Several days ago I publicly reported that I was on the verge of tip top mental health. I'm afraid the claim was premature if not completely false. Just as my formely broken ankle will never be 100% again, the same is true for my emotional mental health. You might say I have a slight emotional limp. Not a big deal, I've learned to live with five titanium pins in my ankle accompanied by a slight yet constant pain. I'm sure I can learn to live with a slow gnawing pain in my soul.

It's no big deal. So, I frequently get so sad I rather not live. Yeah, at times my mind obsesses with the one or two things not going well in my life that I fail to see how fortunate I am. Whoop-dee-do, I become distraught by unreciprocated affection (affection I never explicityly expressed myself) that I have great need to move far away like to Thailand or San Franscisco, thereby, uprooting not just my life, but also the life of my marvelous boyfriend Jack. I figure if I have adjusted to not being able to position my left foot to throw a straighforward kick anymore than the issues listed above should be a snap to adjust to.

Why waste energy trying to fix that part of me when I can just accept who I am and plan accordingly? Kind of like a traveling salesman who drives a car that only gets 13 miles a gallon and the tank only holds seven gallons of gas. The salesman knows he has to leave earlier than other salespeople to reach a client because enroute he'll constantly have to stop to fill up his car. He also knows he'll have to secure that many more accounts to pay for all the gas his trusty steed guzzles. Some might say he could change his car. Trade it in for a more fuel efficient model. Perhaps, tinker with the car he has to make it more fuel efficient. But let's face it people, those two suggestions are ludicrious. What person or dealership would trade fuel efficient car for our salesman's car? And with all the extra money he has to spend on gas how could he possibly save enough to buy a new car? As for tinkering with the one he already owns, he's a salesman, if he had skills like fixing up cars I'm sure that's what he would be doing for a living instead of travelling around trying to sell people crap they don't need.
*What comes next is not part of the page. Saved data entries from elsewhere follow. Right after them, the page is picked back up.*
//! In-process transport fed through a channel.
//!
//! Used to replay captured instrument output without hardware, and by the lifecycle tests to
//! script stream contents, end-of-stream and failures.

use async_trait::async_trait;
use bytes::Bytes;
use parking_lot::Mutex;
use std::{
    sync::{
        atomic::{AtomicBool, AtomicUsize, Ordering},
        Arc,
    },
    time::Duration,
};

use super::{
    DeviceHandle, DeviceTransport, HandleReader, HandleWriter, SerialParams, StreamLock,
    TransportError,
};

#[derive(Debug)]
enum FeedItem {
    Data(Bytes),
    End,
    Fail(String),
    Abort,
}

/// Counters of everything the session did to the fake device.
#[derive(Debug, Clone, Copy, Default, PartialEq, Eq)]
pub struct MemoryStats {
    pub handles_requested: usize,
    pub opens: usize,
    pub closes: usize,
    pub readers_bound: usize,
    pub writers_bound: usize,
    pub reader_cancels: usize,
    pub writer_closes: usize,
    /// Handle `close` calls, including failed ones.
    pub close_attempts: usize,
    /// Reader `cancel` calls, including failed ones.
    pub cancel_attempts: usize,
}

#[derive(Default)]
struct Counters {
    handles_requested: AtomicUsize,
    opens: AtomicUsize,
    closes: AtomicUsize,
    readers_bound: AtomicUsize,
    writers_bound: AtomicUsize,
    reader_cancels: AtomicUsize,
    writer_closes: AtomicUsize,
    close_attempts: AtomicUsize,
    cancel_attempts: AtomicUsize,
}

#[derive(Default)]
struct Faults {
    fail_open: AtomicBool,
    fail_cancel: AtomicBool,
    fail_close: AtomicBool,
    open_delay: Mutex<Duration>,
    write_delay: Mutex<Duration>,
}

struct MemoryShared {
    rx: flume::Receiver<FeedItem>,
    counters: Counters,
    written: Mutex<Vec<u8>>,
    device_open: AtomicBool,
    faults: Faults,
    reader_flag: Arc<AtomicBool>,
    writer_flag: Arc<AtomicBool>,
}

/// Fake device transport whose incoming stream is driven by a [`MemoryFeed`].
#[derive(Clone)]
pub struct MemoryTransport {
    available: bool,
    shared: Arc<MemoryShared>,
}

/// Producer side of a [`MemoryTransport`].
#[derive(Clone)]
pub struct MemoryFeed {
    tx: flume::Sender<FeedItem>,
}

impl MemoryTransport {
    pub fn new() -> (Self, MemoryFeed) {
        let (tx, rx) = flume::unbounded();
        let transport = Self {
            available: true,
            shared: Arc::new(MemoryShared {
                rx,
                counters: Counters::default(),
                written: Mutex::new(Vec::new()),
                device_open: AtomicBool::new(false),
                faults: Faults::default(),
                reader_flag: Arc::new(AtomicBool::new(false)),
                writer_flag: Arc::new(AtomicBool::new(false)),
            }),
        };
        (transport, MemoryFeed { tx })
    }

    /// Pretend the platform has no such transport.
    pub fn unavailable(mut self) -> Self {
        self.available = false;
        self
    }

    /// Make the next `open` calls fail until switched off again.
    pub fn set_fail_open(&self, fail: bool) {
        self.shared.faults.fail_open.store(fail, Ordering::SeqCst);
    }

    /// Make reader `cancel` fail. The reader lock is then only released when the reader drops.
    pub fn set_fail_cancel(&self, fail: bool) {
        self.shared.faults.fail_cancel.store(fail, Ordering::SeqCst);
    }

    /// Make handle `close` fail, leaving the device marked open.
    pub fn set_fail_close(&self, fail: bool) {
        self.shared.faults.fail_close.store(fail, Ordering::SeqCst);
    }

    /// Delay applied inside `request_handle`, standing in for a slow port picker.
    pub fn set_open_delay(&self, delay: Duration) {
        *self.shared.faults.open_delay.lock() = delay;
    }

    /// Delay applied to every write before the bytes are accepted.
    pub fn set_write_delay(&self, delay: Duration) {
        *self.shared.faults.write_delay.lock() = delay;
    }

    pub fn stats(&self) -> MemoryStats {
        let c = &self.shared.counters;
        MemoryStats {
            handles_requested: c.handles_requested.load(Ordering::SeqCst),
            opens: c.opens.load(Ordering::SeqCst),
            closes: c.closes.load(Ordering::SeqCst),
            readers_bound: c.readers_bound.load(Ordering::SeqCst),
            writers_bound: c.writers_bound.load(Ordering::SeqCst),
            reader_cancels: c.reader_cancels.load(Ordering::SeqCst),
            writer_closes: c.writer_closes.load(Ordering::SeqCst),
            close_attempts: c.close_attempts.load(Ordering::SeqCst),
            cancel_attempts: c.cancel_attempts.load(Ordering::SeqCst),
        }
    }

    pub fn written(&self) -> Vec<u8> {
        self.shared.written.lock().clone()
    }

    pub fn is_open(&self) -> bool {
        self.shared.device_open.load(Ordering::SeqCst)
    }

    pub fn is_reader_bound(&self) -> bool {
        self.shared.reader_flag.load(Ordering::SeqCst)
    }

    pub fn is_writer_bound(&self) -> bool {
        self.shared.writer_flag.load(Ordering::SeqCst)
    }
}

impl MemoryFeed {
    /// Queue a chunk. Returns `false` once the transport is gone.
    pub fn send(&self, chunk: impl Into<Bytes>) -> bool {
        self.tx.send(FeedItem::Data(chunk.into())).is_ok()
    }

    pub fn send_str(&self, chunk: &str) -> bool {
        self.send(Bytes::copy_from_slice(chunk.as_bytes()))
    }

    /// Signal a clean end of stream to the current reader.
    pub fn end(&self) -> bool {
        self.tx.send(FeedItem::End).is_ok()
    }

    /// Make the current reader fail with an I/O error.
    pub fn fail(&self, message: impl Into<String>) -> bool {
        self.tx.send(FeedItem::Fail(message.into())).is_ok()
    }

    /// Make the current reader fail the way a stream torn down underneath it does.
    pub fn abort(&self) -> bool {
        self.tx.send(FeedItem::Abort).is_ok()
    }

    /// Stream `data` in `chunk_size` pieces, `delay` apart, then end the stream.
    pub async fn replay(&self, data: Bytes, chunk_size: usize, delay: Duration) {
        let chunk_size = chunk_size.max(1);
        let mut offset = 0;
        while offset < data.len() {
            let end = (offset + chunk_size).min(data.len());
            if !self.send(data.slice(offset..end)) {
                log::debug!("Replay target dropped after {offset} bytes");
                return;
            }
            offset = end;
            if !delay.is_zero() {
                tokio::time::sleep(delay).await;
            }
        }
        self.end();
    }
}

#[async_trait]
impl DeviceTransport for MemoryTransport {
    fn is_available(&self) -> bool {
        self.available
    }

    async fn request_handle(&self) -> Result<Box<dyn DeviceHandle>, TransportError> {
        self.shared
            .counters
            .handles_requested
            .fetch_add(1, Ordering::SeqCst);
        let delay = *self.shared.faults.open_delay.lock();
        if !delay.is_zero() {
            tokio::time::sleep(delay).await;
        }
        Ok(Box::new(MemoryHandle {
            shared: Arc::clone(&self.shared),
            open: false,
        }))
    }
}

struct MemoryHandle {
    shared: Arc<MemoryShared>,
    open: bool,
}

#[async_trait]
impl DeviceHandle for MemoryHandle {
    fn name(&self) -> String {
        "memory".to_string()
    }

    async fn open(&mut self, _params: &SerialParams) -> Result<(), TransportError> {
        if self.shared.faults.fail_open.load(Ordering::SeqCst) {
            return Err(TransportError::Io(std::io::Error::new(
                std::io::ErrorKind::PermissionDenied,
                "simulated open failure",
            )));
        }
        if self
            .shared
            .device_open
            .compare_exchange(false, true, Ordering::SeqCst, Ordering::SeqCst)
            .is_err()
        {
            return Err(TransportError::AlreadyOpen);
        }
        self.open = true;
        self.shared.counters.opens.fetch_add(1, Ordering::SeqCst);
        Ok(())
    }

    fn reader(&mut self) -> Result<Box<dyn HandleReader>, TransportError> {
        if !self.open {
            return Err(TransportError::NotOpen);
        }
        let lock = StreamLock::acquire(&self.shared.reader_flag, "reader")?;
        self.shared
            .counters
            .readers_bound
            .fetch_add(1, Ordering::SeqCst);
        Ok(Box::new(MemoryReader {
            shared: Arc::clone(&self.shared),
            lock,
        }))
    }

    fn writer(&mut self) -> Result<Box<dyn HandleWriter>, TransportError> {
        if !self.open {
            return Err(TransportError::NotOpen);
        }
        let lock = StreamLock::acquire(&self.shared.writer_flag, "writer")?;
        self.shared
            .counters
            .writers_bound
            .fetch_add(1, Ordering::SeqCst);
        Ok(Box::new(MemoryWriter {
            shared: Arc::clone(&self.shared),
            lock,
        }))
    }

    async fn close(&mut self) -> Result<(), TransportError> {
        if !self.open {
            return Ok(());
        }
        self.shared
            .counters
            .close_attempts
            .fetch_add(1, Ordering::SeqCst);
        if self.shared.faults.fail_close.load(Ordering::SeqCst) {
            return Err(TransportError::Io(std::io::Error::other(
                "simulated close failure",
            )));
        }
        self.open = false;
        self.shared.device_open.store(false, Ordering::SeqCst);
        self.shared.counters.closes.fetch_add(1, Ordering::SeqCst);
        Ok(())
    }
}

struct MemoryReader {
    shared: Arc<MemoryShared>,
    lock: StreamLock,
}

#[async_trait]
impl HandleReader for MemoryReader {
    async fn read(&mut self) -> Result<Option<Vec<u8>>, TransportError> {
        if !self.lock.is_held() {
            return Err(TransportError::Aborted);
        }
        match self.shared.rx.recv_async().await {
            Ok(FeedItem::Data(bytes)) => Ok(Some(bytes.to_vec())),
            Ok(FeedItem::End) | Err(_) => Ok(None),
            Ok(FeedItem::Fail(message)) => Err(TransportError::Io(std::io::Error::other(message))),
            Ok(FeedItem::Abort) => Err(TransportError::Aborted),
        }
    }

    async fn cancel(&mut self) -> Result<(), TransportError> {
        self.shared
            .counters
            .cancel_attempts
            .fetch_add(1, Ordering::SeqCst);
        if self.shared.faults.fail_cancel.load(Ordering::SeqCst) {
            return Err(TransportError::Disconnected(
                "simulated cancel failure".to_string(),
            ));
        }
        if self.lock.release() {
            self.shared
                .counters
                .reader_cancels
                .fetch_add(1, Ordering::SeqCst);
        }
        Ok(())
    }
}

struct MemoryWriter {
    shared: Arc<MemoryShared>,
    lock: StreamLock,
}

#[async_trait]
impl HandleWriter for MemoryWriter {
    async fn write(&mut self, data: &[u8]) -> Result<(), TransportError> {
        if !self.lock.is_held() {
            return Err(TransportError::Aborted);
        }
        let delay = *self.shared.faults.write_delay.lock();
        if !delay.is_zero() {
            tokio::time::sleep(delay).await;
        }
        self.shared.written.lock().extend_from_slice(data);
        Ok(())
    }

    async fn close(&mut self) -> Result<(), TransportError> {
        if self.lock.release() {
            self.shared
                .counters
                .writer_closes
                .fetch_add(1, Ordering::SeqCst);
        }
        Ok(())
    }
}
/// Line the firmware prints between two readings.
pub const RECORD_SEPARATOR: &str =
    "==========================================================";

/// Default cap for the retained partial record.
pub const DEFAULT_BUFFER_CAP: usize = 10_000;

/// Accumulates decoded text and cuts it into complete records on [`RECORD_SEPARATOR`].
///
/// The trailing segment after the last separator is kept until more text arrives. When that
/// retained segment grows past the cap (a separator that never shows up), it is dropped
/// wholesale and framing restarts from the next separator.
#[derive(Debug, Clone)]
pub struct RecordFramer {
    buffer: String,
    cap: usize,
}

impl Default for RecordFramer {
    fn default() -> Self {
        Self::new(DEFAULT_BUFFER_CAP)
    }
}

impl RecordFramer {
    pub fn new(cap: usize) -> Self {
        Self {
            buffer: String::new(),
            cap,
        }
    }

    /// Append `chunk` and return every record it completed, in stream order.
    pub fn feed(&mut self, chunk: &str) -> Vec<String> {
        if chunk.is_empty() {
            return Vec::new();
        }
        self.buffer.push_str(chunk);

        let mut records = Vec::new();
        let mut segments: Vec<&str> = self.buffer.split(RECORD_SEPARATOR).collect();
        // split always yields at least one segment
        let tail = segments.pop().unwrap_or_default().to_string();
        for segment in segments {
            let record = segment.trim();
            if !record.is_empty() {
                records.push(record.to_string());
            }
        }
        self.buffer = tail;

        if self.buffer.len() > self.cap {
            log::warn!(
                "Record buffer exceeded {} bytes without a separator, discarding {} bytes",
                self.cap,
                self.buffer.len()
            );
            self.buffer.clear();
        }

        records
    }

    pub fn reset(&mut self) {
        self.buffer.clear();
    }

    pub fn buffered_len(&self) -> usize {
        self.buffer.len()
    }

    pub fn cap(&self) -> usize {
        self.cap
    }
}

/// Incremental UTF-8 decoder for a byte stream cut at arbitrary points.
///
/// An incomplete multi-byte sequence at the end of a chunk is held back for the next call;
/// bytes that can never be valid become U+FFFD.
#[derive(Debug, Default, Clone)]
pub struct Utf8StreamDecoder {
    pending: Vec<u8>,
}

impl Utf8StreamDecoder {
    pub fn new() -> Self {
        Self::default()
    }

    pub fn decode(&mut self, bytes: &[u8]) -> String {
        self.pending.extend_from_slice(bytes);

        let mut out = String::with_capacity(self.pending.len());
        let mut rest: &[u8] = &self.pending;
        let mut held = 0usize;
        loop {
            match std::str::from_utf8(rest) {
                Ok(valid) => {
                    out.push_str(valid);
                    break;
                }
                Err(err) => {
                    let (valid, after) = rest.split_at(err.valid_up_to());
                    // valid_up_to marks a checked boundary
                    out.push_str(std::str::from_utf8(valid).unwrap_or_default());
                    match err.error_len() {
                        Some(bad) => {
                            out.push(char::REPLACEMENT_CHARACTER);
                            rest = &after[bad..];
                        }
                        None => {
                            held = after.len();
                            break;
                        }
                    }
                }
            }
        }

        let keep_from = self.pending.len() - held;
        self.pending.drain(..keep_from);
        out
    }

    pub fn reset(&mut self) {
        self.pending.clear();
    }

    pub fn pending_len(&self) -> usize {
        self.pending.len()
    }
}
In conclusion I accept my self and make allowances for my short comings as the salesman accepts his car with a 7 gallon gas tank and I'm much happier for it.

Comments

Anonymous said…
Remember Eastwood's great line: "It's not the years, it's the mileage"?

Pay for the mileage. It's worth it.
rachael said…
Joshua, thanks for the suggestion. However, it wasn't Clint Eastwood who uttered those words but Harrison Ford as Indian Jones in Radiers of the Lost Ark.

I don't know where that leads me in paying for mileage, but at least we have our movie trivia straight.